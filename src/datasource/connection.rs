use super::{Connection, DatabaseType, IsolationLevel};
use crate::error::{SqlMapError, SqlMapResult};
use async_trait::async_trait;
use sqlx::AnyConnection;
use sqlx::pool::PoolConnection;
use sqlx::Any;
use std::fmt;
use tracing::{debug, warn};

enum Handle {
    Pooled(PoolConnection<Any>),
    Direct(AnyConnection),
}

/// [`Connection`] over a `sqlx` connection using the `Any` driver.
///
/// With auto-commit off, `BEGIN` is issued lazily before the first statement of each
/// unit of work; `commit` and `rollback` end it.
///
/// A pooled connection must go back to the pool the way it came out: `close` rolls back
/// an open unit of work and restores the server's default isolation level. If the
/// connection is dropped without `close` while either is pending, the pooled handle is
/// closed instead of being returned.
pub struct SqlxConnection {
    handle: Option<Handle>,
    db_type: DatabaseType,
    auto_commit: bool,
    in_transaction: bool,
    isolation_changed: bool,
}

impl SqlxConnection {
    pub fn pooled(conn: PoolConnection<Any>, db_type: DatabaseType) -> Self {
        Self::new(Handle::Pooled(conn), db_type)
    }

    pub fn direct(conn: AnyConnection, db_type: DatabaseType) -> Self {
        Self::new(Handle::Direct(conn), db_type)
    }

    fn new(handle: Handle, db_type: DatabaseType) -> Self {
        Self {
            handle: Some(handle),
            db_type,
            auto_commit: true,
            in_transaction: false,
            isolation_changed: false,
        }
    }

    /// Whether a unit of work is currently open on the server.
    pub fn in_transaction(&self) -> bool {
        self.in_transaction
    }

    /// Whether a non-default isolation level is still set on the session.
    pub fn isolation_changed(&self) -> bool {
        self.isolation_changed
    }

    fn raw(&mut self) -> SqlMapResult<&mut AnyConnection> {
        match &mut self.handle {
            Some(Handle::Pooled(conn)) => Ok(&mut **conn),
            Some(Handle::Direct(conn)) => Ok(conn),
            None => Err(SqlMapError::transaction("Connection is already closed")),
        }
    }

    async fn run(&mut self, sql: &str) -> SqlMapResult<u64> {
        let result = sqlx::Executor::execute(self.raw()?, sqlx::raw_sql(sql)).await?;
        Ok(result.rows_affected())
    }

    async fn begin_if_needed(&mut self) -> SqlMapResult<()> {
        if !self.auto_commit && !self.in_transaction {
            self.run("BEGIN").await?;
            self.in_transaction = true;
        }
        Ok(())
    }

    async fn finish(&mut self, statement: &str) -> SqlMapResult<()> {
        if self.in_transaction {
            self.in_transaction = false;
            self.run(statement).await?;
        }
        Ok(())
    }

    fn isolation_sql(&self, level: IsolationLevel) -> SqlMapResult<String> {
        let name = level.sql_name().ok_or_else(|| {
            SqlMapError::transaction(format!(
                "Isolation level {} is not supported by {}",
                level, self.db_type
            ))
        })?;
        Ok(match self.db_type {
            DatabaseType::PostgreSQL => format!(
                "SET SESSION CHARACTERISTICS AS TRANSACTION ISOLATION LEVEL {}",
                name
            ),
            DatabaseType::MySQL => format!("SET SESSION TRANSACTION ISOLATION LEVEL {}", name),
            DatabaseType::SQLite => {
                let flag = u8::from(level == IsolationLevel::ReadUncommitted);
                format!("PRAGMA read_uncommitted = {}", flag)
            }
        })
    }

    /// Statement that puts the session back on the server's default isolation level.
    fn isolation_reset_sql(&self) -> &'static str {
        match self.db_type {
            DatabaseType::PostgreSQL => "RESET default_transaction_isolation",
            DatabaseType::MySQL => {
                "SET SESSION transaction_isolation = @@GLOBAL.transaction_isolation"
            }
            DatabaseType::SQLite => "PRAGMA read_uncommitted = 0",
        }
    }

    /// Undo per-session state so the connection is clean for its next user.
    /// Returns false if some state could not be undone.
    async fn restore(&mut self) -> bool {
        let mut clean = true;
        if self.in_transaction {
            self.in_transaction = false;
            if let Err(e) = self.run("ROLLBACK").await {
                warn!(error = %e, "Failed to roll back open unit of work before release");
                clean = false;
            }
        }
        if self.isolation_changed {
            let sql = self.isolation_reset_sql();
            match self.run(sql).await {
                Ok(_) => self.isolation_changed = false,
                Err(e) => {
                    warn!(error = %e, "Failed to restore default isolation level before release");
                    clean = false;
                }
            }
        }
        clean
    }
}

#[async_trait]
impl Connection for SqlxConnection {
    fn auto_commit(&self) -> SqlMapResult<bool> {
        Ok(self.auto_commit)
    }

    async fn set_auto_commit(&mut self, auto_commit: bool) -> SqlMapResult<()> {
        if self.auto_commit == auto_commit {
            return Ok(());
        }
        if auto_commit {
            // Leaving manual mode never publishes unfinished work.
            self.finish("ROLLBACK").await?;
        }
        self.auto_commit = auto_commit;
        debug!(db_type = %self.db_type, auto_commit, "Changed auto-commit");
        Ok(())
    }

    async fn set_isolation_level(&mut self, level: IsolationLevel) -> SqlMapResult<()> {
        let sql = self.isolation_sql(level)?;
        self.run(&sql).await?;
        self.isolation_changed = true;
        debug!(db_type = %self.db_type, isolation = %level, "Set isolation level");
        Ok(())
    }

    async fn commit(&mut self) -> SqlMapResult<()> {
        self.finish("COMMIT").await
    }

    async fn rollback(&mut self) -> SqlMapResult<()> {
        self.finish("ROLLBACK").await
    }

    async fn execute(&mut self, sql: &str) -> SqlMapResult<u64> {
        self.begin_if_needed().await?;
        self.run(sql).await
    }

    async fn close(mut self: Box<Self>) -> SqlMapResult<()> {
        let clean = self.restore().await;
        match self.handle.take() {
            Some(Handle::Pooled(mut conn)) => {
                if !clean {
                    conn.close_on_drop();
                }
                drop(conn);
                Ok(())
            }
            Some(Handle::Direct(conn)) => {
                sqlx::Connection::close(conn).await?;
                Ok(())
            }
            None => Ok(()),
        }
    }

    fn database_type(&self) -> DatabaseType {
        self.db_type
    }
}

impl fmt::Debug for SqlxConnection {
    fn fmt(&self, f: &mut fmt::Formatter<'_>) -> fmt::Result {
        let kind = match self.handle {
            Some(Handle::Pooled(_)) => "pooled",
            Some(Handle::Direct(_)) => "direct",
            None => "closed",
        };
        f.debug_struct("SqlxConnection")
            .field("kind", &kind)
            .field("db_type", &self.db_type)
            .field("auto_commit", &self.auto_commit)
            .field("in_transaction", &self.in_transaction)
            .field("isolation_changed", &self.isolation_changed)
            .finish()
    }
}

impl Drop for SqlxConnection {
    fn drop(&mut self) {
        if !self.in_transaction && !self.isolation_changed {
            return;
        }
        // Dropped without close: never hand session state back to the pool.
        if let Some(Handle::Pooled(conn)) = &mut self.handle {
            warn!(
                db_type = %self.db_type,
                in_transaction = self.in_transaction,
                "Connection dropped without close, discarding it from the pool"
            );
            conn.close_on_drop();
        }
    }
}

#[cfg(test)]
mod tests {
    use super::*;
    use sqlx::any::AnyPoolOptions;

    async fn single_connection_pool() -> sqlx::AnyPool {
        sqlx::any::install_default_drivers();
        AnyPoolOptions::new()
            .max_connections(1)
            .connect("sqlite::memory:")
            .await
            .unwrap()
    }

    async fn read_uncommitted(pool: &sqlx::AnyPool) -> i64 {
        let mut conn = pool.acquire().await.unwrap();
        sqlx::query_scalar("PRAGMA read_uncommitted")
            .fetch_one(&mut *conn)
            .await
            .unwrap()
    }

    #[tokio::test]
    async fn test_close_restores_default_isolation() {
        let pool = single_connection_pool().await;

        let mut conn = Box::new(SqlxConnection::pooled(
            pool.acquire().await.unwrap(),
            DatabaseType::SQLite,
        ));
        conn.set_isolation_level(IsolationLevel::ReadUncommitted)
            .await
            .unwrap();
        assert!(conn.isolation_changed());
        conn.close().await.unwrap();

        assert_eq!(read_uncommitted(&pool).await, 0);
        pool.close().await;
    }

    #[tokio::test]
    async fn test_close_rolls_back_open_unit_of_work() {
        let pool = single_connection_pool().await;

        let mut conn = Box::new(SqlxConnection::pooled(
            pool.acquire().await.unwrap(),
            DatabaseType::SQLite,
        ));
        conn.execute("CREATE TABLE t (id INTEGER)").await.unwrap();
        conn.set_auto_commit(false).await.unwrap();
        conn.execute("INSERT INTO t VALUES (1)").await.unwrap();
        assert!(conn.in_transaction());
        conn.close().await.unwrap();

        let mut raw = pool.acquire().await.unwrap();
        let count: i64 = sqlx::query_scalar("SELECT COUNT(*) FROM t")
            .fetch_one(&mut *raw)
            .await
            .unwrap();
        assert_eq!(count, 0);
        drop(raw);
        pool.close().await;
    }
}
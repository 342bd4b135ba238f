//! Executors bound to a transaction.
//!
//! Statement compilation and result mapping live outside this crate; an executor here
//! owns the transaction, the session-local cache and the commit/rollback/close protocol
//! that sessions and interceptors build on.

pub mod base;
pub mod caching;

pub use base::BaseExecutor;
pub use caching::CachingExecutor;

use crate::cache::{PerpetualCache, TransactionalCaches};
use crate::error::SqlMapResult;
use crate::transaction::Transaction;
use async_trait::async_trait;
use std::fmt;

string_enum! {
    /// Statement execution strategy.
    pub enum ExecutorType {
        Simple => "SIMPLE",
        Reuse => "REUSE",
        Batch => "BATCH",
    }
}

impl Default for ExecutorType {
    fn default() -> Self {
        Self::Simple
    }
}

#[async_trait]
pub trait Executor: Send + fmt::Debug {
    fn executor_type(&self) -> ExecutorType;

    /// The transaction; fails once the executor is closed.
    fn transaction(&mut self) -> SqlMapResult<&mut dyn Transaction>;

    /// Session-local cache.
    fn local_cache(&self) -> &PerpetualCache;

    /// Run a raw data-changing statement. Clears the local cache first.
    async fn update(&mut self, sql: &str) -> SqlMapResult<u64>;

    /// Commit; the transaction is only told to commit when `required`.
    async fn commit(&mut self, required: bool) -> SqlMapResult<()>;

    /// Roll back; the transaction is only told to roll back when `required`.
    async fn rollback(&mut self, required: bool) -> SqlMapResult<()>;

    /// Close the transaction, rolling back first when `force_rollback`. Never fails.
    async fn close(&mut self, force_rollback: bool);

    fn clear_local_cache(&mut self);

    fn is_closed(&self) -> bool;

    /// Staged namespace cache writes, when second-level caching is on.
    fn transactional_caches(&mut self) -> Option<&mut TransactionalCaches> {
        None
    }
}

#[cfg(test)]
mod tests {
    use super::*;

    #[test]
    fn test_executor_type_default_and_parse() {
        assert_eq!(ExecutorType::default(), ExecutorType::Simple);
        assert_eq!("BATCH".parse::<ExecutorType>().unwrap(), ExecutorType::Batch);
        assert!("batch".parse::<ExecutorType>().is_err());
    }
}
-.-.-
--- Activity ---
When a line in the material above includes the word "first", copy that line.

--- Result below ---
/// With auto-commit off, `BEGIN` is issued lazily before the first statement of each
    /// Run a raw data-changing statement. Clears the local cache first.
    /// Close the transaction, rolling back first when `force_rollback`. Never fails.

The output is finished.